• **REQUIRED ACTION**: From the listing below, retype exactly the line holding "input changes it.", the line holding "Err(e) if e.kind()", and the lines between them; skip everything else.

• **DATA SUPPLIED**:
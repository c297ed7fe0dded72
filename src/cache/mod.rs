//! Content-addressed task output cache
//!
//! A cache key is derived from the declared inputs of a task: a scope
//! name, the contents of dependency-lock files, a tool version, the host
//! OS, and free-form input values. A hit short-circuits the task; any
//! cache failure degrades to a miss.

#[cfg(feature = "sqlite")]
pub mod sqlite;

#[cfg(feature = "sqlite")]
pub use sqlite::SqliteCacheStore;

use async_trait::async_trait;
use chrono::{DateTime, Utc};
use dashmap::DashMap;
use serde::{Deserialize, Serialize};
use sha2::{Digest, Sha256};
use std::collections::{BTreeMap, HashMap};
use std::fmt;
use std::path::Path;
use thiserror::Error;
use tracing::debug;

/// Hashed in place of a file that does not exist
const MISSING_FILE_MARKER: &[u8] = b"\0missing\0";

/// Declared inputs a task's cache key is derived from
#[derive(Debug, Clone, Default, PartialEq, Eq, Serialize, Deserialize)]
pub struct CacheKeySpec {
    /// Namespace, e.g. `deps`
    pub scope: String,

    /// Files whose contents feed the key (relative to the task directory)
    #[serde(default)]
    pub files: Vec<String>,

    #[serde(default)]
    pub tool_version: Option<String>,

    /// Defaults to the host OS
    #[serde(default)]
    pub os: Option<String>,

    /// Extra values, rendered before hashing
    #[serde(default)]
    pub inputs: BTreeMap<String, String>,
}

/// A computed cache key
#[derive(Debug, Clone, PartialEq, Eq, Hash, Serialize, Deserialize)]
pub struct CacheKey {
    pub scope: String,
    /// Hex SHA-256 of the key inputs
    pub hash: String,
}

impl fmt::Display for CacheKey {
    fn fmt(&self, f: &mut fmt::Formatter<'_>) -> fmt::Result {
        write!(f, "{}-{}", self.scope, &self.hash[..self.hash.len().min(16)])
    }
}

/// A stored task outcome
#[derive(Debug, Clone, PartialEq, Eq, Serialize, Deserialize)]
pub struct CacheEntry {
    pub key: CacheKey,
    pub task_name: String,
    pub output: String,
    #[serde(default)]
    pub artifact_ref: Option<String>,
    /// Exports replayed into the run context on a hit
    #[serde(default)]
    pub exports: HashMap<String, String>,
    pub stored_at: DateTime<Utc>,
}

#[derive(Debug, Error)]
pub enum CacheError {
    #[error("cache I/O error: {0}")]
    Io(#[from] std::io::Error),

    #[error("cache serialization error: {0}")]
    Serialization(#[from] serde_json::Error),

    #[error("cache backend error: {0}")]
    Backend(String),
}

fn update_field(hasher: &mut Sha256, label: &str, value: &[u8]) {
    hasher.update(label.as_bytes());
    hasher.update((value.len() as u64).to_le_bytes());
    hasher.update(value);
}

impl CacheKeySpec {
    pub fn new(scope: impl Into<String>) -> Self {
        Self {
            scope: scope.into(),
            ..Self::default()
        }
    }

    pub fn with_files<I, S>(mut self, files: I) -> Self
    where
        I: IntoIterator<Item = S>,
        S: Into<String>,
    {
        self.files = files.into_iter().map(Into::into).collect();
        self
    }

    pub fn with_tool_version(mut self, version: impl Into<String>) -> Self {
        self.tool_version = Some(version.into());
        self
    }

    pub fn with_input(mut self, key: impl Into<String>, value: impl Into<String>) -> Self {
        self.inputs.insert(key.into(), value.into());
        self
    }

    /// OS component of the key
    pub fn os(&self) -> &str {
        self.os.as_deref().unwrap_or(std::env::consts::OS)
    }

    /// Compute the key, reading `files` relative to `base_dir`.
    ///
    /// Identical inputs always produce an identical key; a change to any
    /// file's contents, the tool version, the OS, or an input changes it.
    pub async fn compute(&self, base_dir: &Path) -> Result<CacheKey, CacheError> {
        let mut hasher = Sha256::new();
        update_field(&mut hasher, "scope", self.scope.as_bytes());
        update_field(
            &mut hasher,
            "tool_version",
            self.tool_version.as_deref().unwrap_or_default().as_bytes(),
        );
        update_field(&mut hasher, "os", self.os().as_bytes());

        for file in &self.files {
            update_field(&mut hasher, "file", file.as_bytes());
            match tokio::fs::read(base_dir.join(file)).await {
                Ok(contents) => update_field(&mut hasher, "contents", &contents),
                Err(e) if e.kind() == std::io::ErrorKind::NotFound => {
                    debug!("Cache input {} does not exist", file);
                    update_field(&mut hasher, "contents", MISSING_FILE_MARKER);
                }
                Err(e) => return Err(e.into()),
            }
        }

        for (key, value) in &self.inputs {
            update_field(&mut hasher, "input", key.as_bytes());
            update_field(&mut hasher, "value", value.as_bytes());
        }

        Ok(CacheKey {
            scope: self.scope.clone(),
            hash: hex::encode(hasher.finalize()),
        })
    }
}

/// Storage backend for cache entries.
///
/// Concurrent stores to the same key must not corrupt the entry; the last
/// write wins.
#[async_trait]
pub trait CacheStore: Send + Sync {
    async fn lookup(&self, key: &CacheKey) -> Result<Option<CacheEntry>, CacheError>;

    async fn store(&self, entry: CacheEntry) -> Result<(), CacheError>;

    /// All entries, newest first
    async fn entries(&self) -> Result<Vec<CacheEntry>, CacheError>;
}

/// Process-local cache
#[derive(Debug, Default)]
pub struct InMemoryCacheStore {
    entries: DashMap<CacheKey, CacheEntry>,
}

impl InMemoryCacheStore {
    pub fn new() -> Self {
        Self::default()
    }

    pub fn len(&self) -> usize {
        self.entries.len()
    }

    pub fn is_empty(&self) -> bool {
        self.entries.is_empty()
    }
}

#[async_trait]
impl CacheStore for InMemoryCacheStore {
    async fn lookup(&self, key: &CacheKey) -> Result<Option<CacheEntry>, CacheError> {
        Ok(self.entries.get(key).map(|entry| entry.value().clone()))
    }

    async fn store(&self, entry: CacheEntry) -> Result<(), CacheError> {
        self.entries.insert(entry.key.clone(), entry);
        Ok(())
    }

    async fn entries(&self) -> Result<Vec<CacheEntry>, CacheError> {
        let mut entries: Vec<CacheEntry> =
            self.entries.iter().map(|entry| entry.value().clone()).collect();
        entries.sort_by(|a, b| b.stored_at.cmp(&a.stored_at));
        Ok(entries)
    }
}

• **WRITTEN RESPONSE**:
    /// file's contents, the tool version, the OS, or an input changes it.
    pub async fn compute(&self, base_dir: &Path) -> Result<CacheKey, CacheError> {
        let mut hasher = Sha256::new();
        update_field(&mut hasher, "scope", self.scope.as_bytes());
        update_field(
            &mut hasher,
            "tool_version",
            self.tool_version.as_deref().unwrap_or_default().as_bytes(),
        );
        update_field(&mut hasher, "os", self.os().as_bytes());

        for file in &self.files {
            update_field(&mut hasher, "file", file.as_bytes());
            match tokio::fs::read(base_dir.join(file)).await {
                Ok(contents) => update_field(&mut hasher, "contents", &contents),
                Err(e) if e.kind() == std::io::ErrorKind::NotFound => {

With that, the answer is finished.